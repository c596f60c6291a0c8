//! Super Admin home (`/superadminDB`).

use leptos::logging::warn;
use leptos::prelude::*;
use leptos_router::components::A;

use crate::components::gauge::{GaugeGrid, LinkIndicator, SensorWarning};
use crate::components::notification_list::NotificationList;
use crate::live::SensorHub;
use crate::state::use_app;

#[derive(Debug, Clone, Copy, Default, PartialEq)]
struct Totals {
    users: usize,
    admins: usize,
    establishments: usize,
}

#[component]
pub fn SuperAdminHome() -> impl IntoView {
    let ctx = use_app();
    SensorHub::provide(ctx);

    let (totals, set_totals) = signal(Option::<Totals>::None);
    let (error, set_error) = signal(Option::<String>::None);

    Effect::new(move |_| {
        let Some(client) = ctx.client() else { return };
        leptos::task::spawn_local(async move {
            let result = async {
                Ok::<_, hydrowatch_common::Error>(Totals {
                    users: client.users().await?.len(),
                    admins: client.admins().await?.len(),
                    establishments: client.establishments().await?.len(),
                })
            }
            .await;
            match result {
                Ok(t) => set_totals.set(Some(t)),
                Err(e) => {
                    warn!("Cannot load account totals: {e}");
                    set_error.set(Some(e.user_message()));
                }
            }
        });
    });

    let pending = move || ctx.feed.with(|f| f.items().iter().filter(|n| n.is_actionable()).count());

    view! {
        <div class="home-page">
            <header class="page-header">
                <h1>"System overview"</h1>
                <LinkIndicator/>
            </header>
            {move || error.get().map(|m| view! { <p class="banner banner-error">{m}</p> })}
            <div class="stat-row">
                {move || totals.get().map(|t| view! {
                    <A href="/accountmanagement" attr:class="stat-card">
                        <span class="stat-value">{t.users}</span>
                        <span class="stat-label">"Users"</span>
                    </A>
                    <A href="/accountmanagement" attr:class="stat-card">
                        <span class="stat-value">{t.admins}</span>
                        <span class="stat-label">"Admins"</span>
                    </A>
                    <A href="/establishments" attr:class="stat-card">
                        <span class="stat-value">{t.establishments}</span>
                        <span class="stat-label">"Establishments"</span>
                    </A>
                })}
                <A href="/notifications" attr:class="stat-card">
                    <span class="stat-value">{pending}</span>
                    <span class="stat-label">"Pending access requests"</span>
                </A>
            </div>
            <GaugeGrid/>
            <NotificationList limit=10/>
            <SensorWarning/>
        </div>
    }
}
━━━━━━━━
* **What you have to do**: The material above is to be transcribed in full, exactly as it stands.

* **Result of this exercise**:
repository c596f60c6291a0c8
//! Super Admin home (`/superadminDB`).

use leptos::logging::warn;
use leptos::prelude::*;
use leptos_router::components::A;

use crate::components::gauge::{GaugeGrid, LinkIndicator, SensorWarning};
use crate::components::notification_list::NotificationList;
use crate::live::SensorHub;
use crate::state::use_app;

#[derive(Debug, Clone, Copy, Default, PartialEq)]
struct Totals {
    users: usize,
    admins: usize,
    establishments: usize,
}

#[component]
pub fn SuperAdminHome() -> impl IntoView {
    let ctx = use_app();
    SensorHub::provide(ctx);

    let (totals, set_totals) = signal(Option::<Totals>::None);
    let (error, set_error) = signal(Option::<String>::None);

    Effect::new(move |_| {
        let Some(client) = ctx.client() else { return };
        leptos::task::spawn_local(async move {
            let result = async {
                Ok::<_, hydrowatch_common::Error>(Totals {
                    users: client.users().await?.len(),
                    admins: client.admins().await?.len(),
                    establishments: client.establishments().await?.len(),
                })
            }
            .await;
            match result {
                Ok(t) => set_totals.set(Some(t)),
                Err(e) => {
                    warn!("Cannot load account totals: {e}");
                    set_error.set(Some(e.user_message()));
                }
            }
        });
    });

    let pending = move || ctx.feed.with(|f| f.items().iter().filter(|n| n.is_actionable()).count());

    view! {
        <div class="home-page">
            <header class="page-header">
                <h1>"System overview"</h1>
                <LinkIndicator/>
            </header>
            {move || error.get().map(|m| view! { <p class="banner banner-error">{m}</p> })}
            <div class="stat-row">
                {move || totals.get().map(|t| view! {
                    <A href="/accountmanagement" attr:class="stat-card">
                        <span class="stat-value">{t.users}</span>
                        <span class="stat-label">"Users"</span>
                    </A>
                    <A href="/accountmanagement" attr:class="stat-card">
                        <span class="stat-value">{t.admins}</span>
                        <span class="stat-label">"Admins"</span>
                    </A>
                    <A href="/establishments" attr:class="stat-card">
                        <span class="stat-value">{t.establishments}</span>
                        <span class="stat-label">"Establishments"</span>
                    </A>
                })}
                <A href="/notifications" attr:class="stat-card">
                    <span class="stat-value">{pending}</span>
                    <span class="stat-label">"Pending access requests"</span>
                </A>
            </div>
            <GaugeGrid/>
            <NotificationList limit=10/>
            <SensorWarning/>
        </div>
    }
}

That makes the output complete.